We previously demonstrated the importance of upregulation of phosphatidylethanolamine N-methylation pathway in euryhaline fish and crustaceans facing hyperosmotic conditions. In marine molluscs phosphatidylcholine synthesis through N-methylation of phosphatidylethanolamine has not been described until now. In vivo labeling of the mussel Mytilus galloprovincialis with [1-(3)H]-ethanolamine showed that the digestive gland is the tissue expressing the highest incorporation into lipids. A sustained increase in lipid labeling was observed up to 72 h following label injection with 79-92% of radioactivity concentrated into phosphatidylethanolamine and phosphatidylcholine. A direct correlation (r = 0.47, p < 0.01) between the specific radioactivities of phosphatidylcholine in plasma and the digestive gland was observed. Moreover, the phosphatidylcholine fatty acid compositions of plasma and the digestive gland were similar but differed from those of phosphatidylcholine purified from other tissues.

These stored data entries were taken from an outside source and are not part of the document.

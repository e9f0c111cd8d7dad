use pdf_appendix::toc::render_toc;
use pdf_appendix::*;

fn summaries(count: usize, pages: usize) -> Vec<AppendixSummary> {
    (1..=count)
        .map(|i| AppendixSummary::new(format!("Exhibit {i}"), pages))
        .collect()
}

fn plan_for(main_pages: usize, appendices: &[AppendixSummary], numbering: NumberingSystem) -> PaginationPlan {
    let settings = LayoutSettings {
        numbering,
        ..Default::default()
    };
    plan(
        main_pages,
        appendices,
        &settings,
        &FontSet::builtin(),
        &Shaper::default(),
    )
    .unwrap()
}

#[test]
fn test_single_appendix_after_short_main_document() {
    let plan = plan_for(3, &summaries(1, 5), NumberingSystem::Hebrew);
    assert_eq!(plan.toc_pages, 1);
    let entry = &plan.entries[0];
    assert_eq!(entry.cover_page(), 5);
    assert_eq!(entry.first_content_page(), Some(6));
    assert_eq!(entry.end_page, 10);
    assert_eq!(plan.total_pages, 10);
}

#[test]
fn test_labels_fall_back_to_decimal_past_thirty() {
    let plan = plan_for(3, &summaries(40, 1), NumberingSystem::Hebrew);
    let labels: Vec<_> = plan.entries.iter().map(|e| e.label.as_str()).collect();
    assert_eq!(labels[0], "א");
    assert_eq!(labels[29], "ל");
    let tail: Vec<String> = (31..=40).map(|n| n.to_string()).collect();
    assert_eq!(&labels[30..], tail.iter().map(String::as_str).collect::<Vec<_>>().as_slice());
}

#[test]
fn test_long_table_shifts_every_entry() {
    // 40 rows need three table pages: 17 + 19 + 4
    let plan = plan_for(3, &summaries(40, 1), NumberingSystem::Hebrew);
    assert_eq!(plan.draft_toc_pages, 3);
    assert_eq!(plan.toc_pages, 3);
    assert_eq!(plan.entries[0].start_page, 7);
    assert_eq!(plan.entries[39].end_page, 3 + 3 + 40 * 2);
    assert_eq!(plan.total_pages, 3 + 3 + 40 * 2);
    assert_eq!(plan.toc.page_count(), 3);
}

#[test]
fn test_entries_are_contiguous() {
    let appendices = vec![
        AppendixSummary::new("A", 4),
        AppendixSummary::new("", 0),
        AppendixSummary::new("C", 12),
    ];
    let plan = plan_for(7, &appendices, NumberingSystem::Arabic);
    assert_eq!(plan.entries[0].start_page, 7 + 1 + 1);
    for pair in plan.entries.windows(2) {
        assert_eq!(pair[1].start_page, pair[0].end_page + 1);
    }
    assert_eq!(plan.entries.last().unwrap().end_page, plan.total_pages);
}

#[test]
fn test_table_page_thresholds() {
    let fonts = FontSet::builtin();
    let shaper = Shaper::default();
    for (rows, pages) in [(1, 1), (17, 1), (18, 2), (36, 2), (37, 3)] {
        let entries = compute_entries(3, 1, &summaries(rows, 1), NumberingSystem::Arabic);
        let toc = render_toc(&entries, Template::Classic, &fonts, &shaper);
        assert_eq!(toc.page_count(), pages, "{rows} rows");
    }
}

#[test]
fn test_table_document_matches_layout() {
    let entries = compute_entries(3, 1, &summaries(20, 2), NumberingSystem::Roman);
    let fonts = FontSet::builtin();
    let toc = render_toc(&entries, Template::Minimal, &fonts, &Shaper::default());
    let doc = toc.to_document(&fonts).unwrap();
    assert_eq!(doc.get_pages().len(), toc.page_count());
}
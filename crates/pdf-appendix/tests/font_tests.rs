mod common;

use common::*;
use lopdf::{Dictionary, Document, Object};
use pdf_appendix::canvas::{build_document, Canvas};
use pdf_appendix::cover::{cover_document, CoverSpec};
use pdf_appendix::*;

fn cover_spec(title: &str) -> CoverSpec {
    CoverSpec {
        label: "א".to_string(),
        title: title.to_string(),
        start_page: 4,
        end_page: 9,
    }
}

fn dict<'a>(doc: &'a Document, obj: &'a Object) -> &'a Dictionary {
    match obj {
        Object::Reference(id) => doc.get_dictionary(*id).unwrap(),
        other => other.as_dict().unwrap(),
    }
}

fn type0_fonts(doc: &Document) -> Vec<&Dictionary> {
    doc.objects
        .values()
        .filter_map(|obj| obj.as_dict().ok())
        .filter(|d| {
            d.get(b"Subtype").and_then(Object::as_name).ok() == Some(b"Type0".as_slice())
        })
        .collect()
}

fn source(name: &str, doc: Document) -> SourceDocument {
    SourceDocument::from_bytes(name, pdf_bytes(doc)).unwrap()
}

#[test]
fn test_cover_embeds_composite_hebrew_font() {
    let fonts = hebrew_fonts();
    let doc = cover_document(
        &cover_spec("חוזה שכירות"),
        Template::Classic,
        &fonts,
        &Shaper::default(),
    )
    .unwrap();

    let type0 = type0_fonts(&doc);
    // Label in bold, title and page range in regular
    assert_eq!(type0.len(), 2);
    for font in type0 {
        assert_eq!(font.get(b"Encoding").unwrap().as_name().unwrap(), b"Identity-H");
        let base = font.get(b"BaseFont").unwrap().as_name().unwrap();
        let base = String::from_utf8_lossy(base);
        assert_eq!(base.find('+'), Some(6), "{base}");
        assert!(base.ends_with("+DejaVuSans"), "{base}");

        let descendants = font.get(b"DescendantFonts").unwrap().as_array().unwrap();
        assert_eq!(descendants.len(), 1);
        let cid_font = dict(&doc, &descendants[0]);
        assert_eq!(
            cid_font.get(b"Subtype").unwrap().as_name().unwrap(),
            b"CIDFontType2"
        );
        // Subset glyphs are reached through a map stream, not Identity
        let map_id = cid_font.get(b"CIDToGIDMap").unwrap().as_reference().unwrap();
        assert!(doc.get_object(map_id).unwrap().as_stream().is_ok());
        assert!(!cid_font.get(b"W").unwrap().as_array().unwrap().is_empty());
    }

    let programs = font_programs(&doc);
    assert_eq!(programs.len(), 2);
    let full_size = std::fs::read(fixture("DejaVuSans.ttf")).unwrap().len();
    for id in programs {
        let program = doc.get_object(id).unwrap().as_stream().unwrap();
        assert!(program.content.len() < full_size / 4, "{} bytes", program.content.len());
        assert_eq!(
            program.dict.get(b"Length1").unwrap().as_i64().unwrap(),
            program.content.len() as i64
        );
    }
}

#[test]
fn test_to_unicode_maps_glyphs_back_to_hebrew() {
    let fonts = hebrew_fonts();
    let doc = cover_document(
        &cover_spec("חוזה"),
        Template::Minimal,
        &fonts,
        &Shaper::default(),
    )
    .unwrap();

    let data = std::fs::read(fixture("DejaVuSans.ttf")).unwrap();
    let face = ttf_parser::Face::parse(&data, 0).unwrap();
    let cid = |ch: char| face.glyph_index(ch).unwrap().0;

    let cmaps: Vec<String> = type0_fonts(&doc)
        .iter()
        .map(|font| {
            let id = font.get(b"ToUnicode").unwrap().as_reference().unwrap();
            stream_text(&doc, id)
        })
        .collect();
    let all = cmaps.concat();
    // Title letters (regular) and the label word (bold)
    for ch in ['ח', 'ו', 'ז', 'ה', 'נ', 'ס', 'פ', 'ע', 'מ', 'ד', 'י', 'ם'] {
        let entry = format!("<{:04X}> <{:04X}>", cid(ch), ch as u32);
        assert!(all.contains(&entry), "missing {entry} for {ch}");
    }

    // Text operands carry the same CIDs
    let page_id = doc.get_pages()[&1];
    let content = page_streams(&doc, page_id).concat();
    assert!(content.contains(&format!("{:04X}", cid('ח'))));
}

#[test]
fn test_character_missing_from_face_is_fatal() {
    let fonts = hebrew_fonts();
    let result = cover_document(
        &cover_spec("合同"),
        Template::Classic,
        &fonts,
        &Shaper::default(),
    );
    match result {
        Err(AppendixError::Font(message)) => {
            assert!(message.contains("DejaVuSans"), "{message}");
            assert!(message.contains('合'), "{message}");
        }
        other => panic!("expected a font error, got {:?}", other.map(|d| d.get_pages().len())),
    }
}

#[test]
fn test_builtin_fallback_only_substitutes() {
    // The same title through Helvetica degrades instead of failing
    let doc = cover_document(
        &cover_spec("合同"),
        Template::Classic,
        &FontSet::builtin(),
        &Shaper::default(),
    )
    .unwrap();
    assert!(font_programs(&doc).is_empty());
}

#[test]
fn test_pages_of_one_document_share_a_program() {
    let fonts = hebrew_fonts();
    let pages: Vec<Canvas> = ["אחת", "שתיים", "שלוש"]
        .iter()
        .map(|text| {
            let mut canvas = Canvas::new(300.0, 300.0, &fonts);
            canvas.set_font(FontStyle::Regular, 14.0);
            canvas.draw_string(20.0, 20.0, text);
            canvas
        })
        .collect();
    let doc = build_document(&pages, &fonts).unwrap();
    assert_eq!(doc.get_pages().len(), 3);
    assert_eq!(font_programs(&doc).len(), 1);
}

#[test]
fn test_bundle_embeds_each_style_once() {
    let fonts = hebrew_fonts();
    let job = GenerationJob {
        main: source("claim.pdf", create_test_pdf(1)),
        appendices: (1..=10)
            .map(|i| {
                Appendix::new(
                    format!("מסמך {i}"),
                    source(&format!("doc{i}.pdf"), create_rotated_pdf(&[(i % 4) * 90])),
                )
            })
            .collect(),
        settings: LayoutSettings::default(),
    };

    let bytes = generate_sync(&job, &fonts).unwrap();
    let bundle = Document::load_mem(&bytes).unwrap();
    assert_eq!(bundle.get_pages().len(), 22);
    // Regular and bold, whatever the number of covers, stamps and numbers
    assert_eq!(font_programs(&bundle).len(), 2);

    let full_size = std::fs::read(fixture("DejaVuSans.ttf")).unwrap().len();
    assert!(bytes.len() < full_size / 2, "{} bytes", bytes.len());
}
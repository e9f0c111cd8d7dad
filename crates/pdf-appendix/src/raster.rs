//! Raster images as single-page PDF documents
//!
//! The image is flattened onto white, scaled to fit inside a fixed margin on
//! an A4 page with its aspect ratio preserved, and centred.

use std::io::Write;

use flate2::write::ZlibEncoder;
use flate2::Compression;
use lopdf::{Dictionary, Document, Object, Stream};

use crate::constants::{A4_HEIGHT_PT, A4_WIDTH_PT, IMAGE_MARGIN_PT};
use crate::types::Result;

/// Where the image lands on the page
#[derive(Debug, Clone, Copy, PartialEq)]
pub struct ImagePlacement {
    pub x: f32,
    pub y: f32,
    pub width: f32,
    pub height: f32,
}

/// Fit a `pixel_width` × `pixel_height` image inside the margins of an A4 page
pub fn fit_to_page(pixel_width: u32, pixel_height: u32) -> ImagePlacement {
    let avail_w = A4_WIDTH_PT - 2.0 * IMAGE_MARGIN_PT;
    let avail_h = A4_HEIGHT_PT - 2.0 * IMAGE_MARGIN_PT;
    let (w, h) = (pixel_width.max(1) as f32, pixel_height.max(1) as f32);

    let scale = (avail_w / w).min(avail_h / h);
    let (width, height) = (w * scale, h * scale);
    ImagePlacement {
        x: (A4_WIDTH_PT - width) / 2.0,
        y: (A4_HEIGHT_PT - height) / 2.0,
        width,
        height,
    }
}

/// Composite RGBA pixels over white, dropping the alpha channel
fn flatten_on_white(image: &image::RgbaImage) -> Vec<u8> {
    let mut rgb = Vec::with_capacity((image.width() * image.height() * 3) as usize);
    for pixel in image.pixels() {
        let [r, g, b, a] = pixel.0;
        let alpha = a as u32;
        for channel in [r, g, b] {
            let blended = (channel as u32 * alpha + 255 * (255 - alpha) + 127) / 255;
            rgb.push(blended as u8);
        }
    }
    rgb
}

fn compress(data: &[u8]) -> Result<Vec<u8>> {
    let mut encoder = ZlibEncoder::new(Vec::new(), Compression::default());
    encoder.write_all(data)?;
    Ok(encoder.finish()?)
}

/// Decode `bytes` as an image and wrap it in a one-page A4 document
pub fn image_to_document(bytes: &[u8]) -> Result<Document> {
    let decoded = image::load_from_memory(bytes)?;
    let rgba = decoded.to_rgba8();
    let (pixel_width, pixel_height) = rgba.dimensions();
    let data = compress(&flatten_on_white(&rgba))?;

    let mut doc = Document::with_version("1.7");
    let pages_id = doc.new_object_id();

    let mut image_dict = Dictionary::new();
    image_dict.set("Type", Object::Name(b"XObject".to_vec()));
    image_dict.set("Subtype", Object::Name(b"Image".to_vec()));
    image_dict.set("Width", Object::Integer(pixel_width as i64));
    image_dict.set("Height", Object::Integer(pixel_height as i64));
    image_dict.set("ColorSpace", Object::Name(b"DeviceRGB".to_vec()));
    image_dict.set("BitsPerComponent", Object::Integer(8));
    image_dict.set("Filter", Object::Name(b"FlateDecode".to_vec()));
    let mut image_stream = Stream::new(image_dict, data);
    image_stream.allows_compression = false;
    let image_id = doc.add_object(image_stream);

    let placement = fit_to_page(pixel_width, pixel_height);
    let content = format!(
        "q {} 0 0 {} {} {} cm /Im0 Do Q\n",
        placement.width, placement.height, placement.x, placement.y
    );
    let content_id = doc.add_object(Stream::new(Dictionary::new(), content.into_bytes()));

    let mut xobjects = Dictionary::new();
    xobjects.set("Im0", Object::Reference(image_id));
    let mut resources = Dictionary::new();
    resources.set("XObject", Object::Dictionary(xobjects));

    let mut page_dict = Dictionary::new();
    page_dict.set("Type", Object::Name(b"Page".to_vec()));
    page_dict.set("Parent", Object::Reference(pages_id));
    page_dict.set(
        "MediaBox",
        Object::Array(vec![
            Object::Integer(0),
            Object::Integer(0),
            Object::Real(A4_WIDTH_PT),
            Object::Real(A4_HEIGHT_PT),
        ]),
    );
    page_dict.set("Resources", Object::Dictionary(resources));
    page_dict.set("Contents", Object::Reference(content_id));
    let page_id = doc.add_object(page_dict);

    let mut pages_dict = Dictionary::new();
    pages_dict.set("Type", Object::Name(b"Pages".to_vec()));
    pages_dict.set("Kids", Object::Array(vec![Object::Reference(page_id)]));
    pages_dict.set("Count", Object::Integer(1));
    doc.objects.insert(pages_id, Object::Dictionary(pages_dict));

    let mut catalog = Dictionary::new();
    catalog.set("Type", Object::Name(b"Catalog".to_vec()));
    catalog.set("Pages", Object::Reference(pages_id));
    let catalog_id = doc.add_object(catalog);
    doc.trailer.set("Root", Object::Reference(catalog_id));

    log::debug!(
        "Rasterised {}x{} image onto A4 at {:.1}x{:.1} pt",
        pixel_width,
        pixel_height,
        placement.width,
        placement.height
    );
    Ok(doc)
}
use thiserror::Error;

#[derive(Error, Debug)]
pub enum AppendixError {
    #[error("PDF error: {0}")]
    Pdf(#[from] lopdf::Error),
    #[error("IO error: {0}")]
    Io(#[from] std::io::Error),
    #[error("Image error: {0}")]
    Image(#[from] image::ImageError),
    #[error("Unreadable document '{name}': {reason}")]
    UnreadableDocument { name: String, reason: String },
    #[error("Font error: {0}")]
    Font(String),
    #[error("Task join error: {0}")]
    TaskJoin(#[from] tokio::task::JoinError),
    #[error(
        "Table of contents did not settle after {passes} passes \
         (laid out for {last_assumed} pages, rendered {last_measured})"
    )]
    PaginationDiverged {
        passes: usize,
        last_assumed: usize,
        last_measured: usize,
    },
    #[error("Page count of '{name}' changed from {before} to {after}")]
    PageCountChanged {
        name: String,
        before: usize,
        after: usize,
    },
    #[error("Project error: {0}")]
    Project(String),
    #[error("No main document")]
    NoMainDocument,
}

pub type Result<T> = std::result::Result<T, AppendixError>;

/// Labelling scheme for appendices
#[derive(Debug, Clone, Copy, PartialEq, Eq, Default)]
#[cfg_attr(feature = "serde", derive(serde::Serialize, serde::Deserialize))]
#[cfg_attr(feature = "serde", serde(rename_all = "lowercase"))]
pub enum NumberingSystem {
    /// Hebrew letters: א, ב, ג ...
    #[default]
    #[cfg_attr(feature = "serde", serde(alias = "אבג (Hebrew)"))]
    Hebrew,
    /// Roman numerals: I, II, III ...
    #[cfg_attr(feature = "serde", serde(alias = "I II III (Roman)"))]
    Roman,
    /// Plain decimal: 1, 2, 3 ...
    #[cfg_attr(feature = "serde", serde(alias = "123 (Arabic)"))]
    Arabic,
}

/// Visual template for cover sheets and the table of contents
#[derive(Debug, Clone, Copy, PartialEq, Eq, Default)]
#[cfg_attr(feature = "serde", derive(serde::Serialize, serde::Deserialize))]
#[cfg_attr(feature = "serde", serde(rename_all = "lowercase"))]
pub enum Template {
    /// Bordered page with large centred text
    #[default]
    #[cfg_attr(feature = "serde", serde(alias = "קלאסי (Classic)"))]
    Classic,
    /// Dark banner across the top of the page
    #[cfg_attr(feature = "serde", serde(alias = "מודרני (Modern)"))]
    Modern,
    /// Bare centred text, no decoration
    #[cfg_attr(feature = "serde", serde(alias = "מינימלי (Minimal)"))]
    Minimal,
}

/// Settings that stay fixed for one generation run
#[derive(Debug, Clone, Copy, PartialEq, Eq)]
#[cfg_attr(feature = "serde", derive(serde::Serialize, serde::Deserialize))]
pub struct LayoutSettings {
    pub numbering: NumberingSystem,
    pub template: Template,
    /// Stamp the appendix label on the first page of every appendix
    pub stamp_appendices: bool,
}

impl Default for LayoutSettings {
    fn default() -> Self {
        Self {
            numbering: NumberingSystem::Hebrew,
            template: Template::Classic,
            stamp_appendices: true,
        }
    }
}

/// One row of the table of contents.
///
/// `start_page` is the page holding the appendix's cover sheet; the appendix
/// content runs from `start_page + 1` through `end_page`.
#[derive(Debug, Clone, PartialEq, Eq)]
pub struct TocEntry {
    pub label: String,
    pub title: String,
    pub start_page: usize,
    pub end_page: usize,
}

impl TocEntry {
    /// Page of the generated cover sheet
    pub fn cover_page(&self) -> usize {
        self.start_page
    }

    /// First page of the appendix's own content, if it has any
    pub fn first_content_page(&self) -> Option<usize> {
        (self.end_page > self.start_page).then_some(self.start_page + 1)
    }
}

/// Title and page count of an appendix, all the pagination engine needs
#[derive(Debug, Clone, PartialEq, Eq)]
pub struct AppendixSummary {
    pub title: String,
    pub page_count: usize,
}

impl AppendixSummary {
    pub fn new(title: impl Into<String>, page_count: usize) -> Self {
        Self {
            title: title.into(),
            page_count,
        }
    }
}

/// RGB colour with components in 0.0..=1.0
#[derive(Debug, Clone, Copy, PartialEq)]
pub struct Rgb {
    pub r: f32,
    pub g: f32,
    pub b: f32,
}

impl Rgb {
    pub const BLACK: Rgb = Rgb::new(0.0, 0.0, 0.0);
    pub const WHITE: Rgb = Rgb::new(1.0, 1.0, 1.0);

    pub const fn new(r: f32, g: f32, b: f32) -> Self {
        Self { r, g, b }
    }

    pub fn from_hex(hex: u32) -> Self {
        Self {
            r: ((hex >> 16) & 0xFF) as f32 / 255.0,
            g: ((hex >> 8) & 0xFF) as f32 / 255.0,
            b: (hex & 0xFF) as f32 / 255.0,
        }
    }
}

In vitro incubation of tissues with [1-(3)H]-ethanolamine or L-[3-(3)H]-serine showed that a significant labeling of the choline moiety of phosphatidylcholine was observed in the digestive gland and hemocytes. Pulse-chase experiments with [1-(3)H]-ethanolamine also demonstrated that hemocytes are exchanging the newly formed phospholipids with plasma. Finally, phosphatidylethanolamine N-methyltransferase assays demonstrated salinity-dependent activities in the digestive gland and hemocytes. We conclude that in M. galloprovincialis an active phosphatidylcholine synthesis through N-methylation of phosphatidylethanolamine occurs in the digestive gland and hemocytes and that this newly formed phosphatidylcholine is partly exchanged with plasma.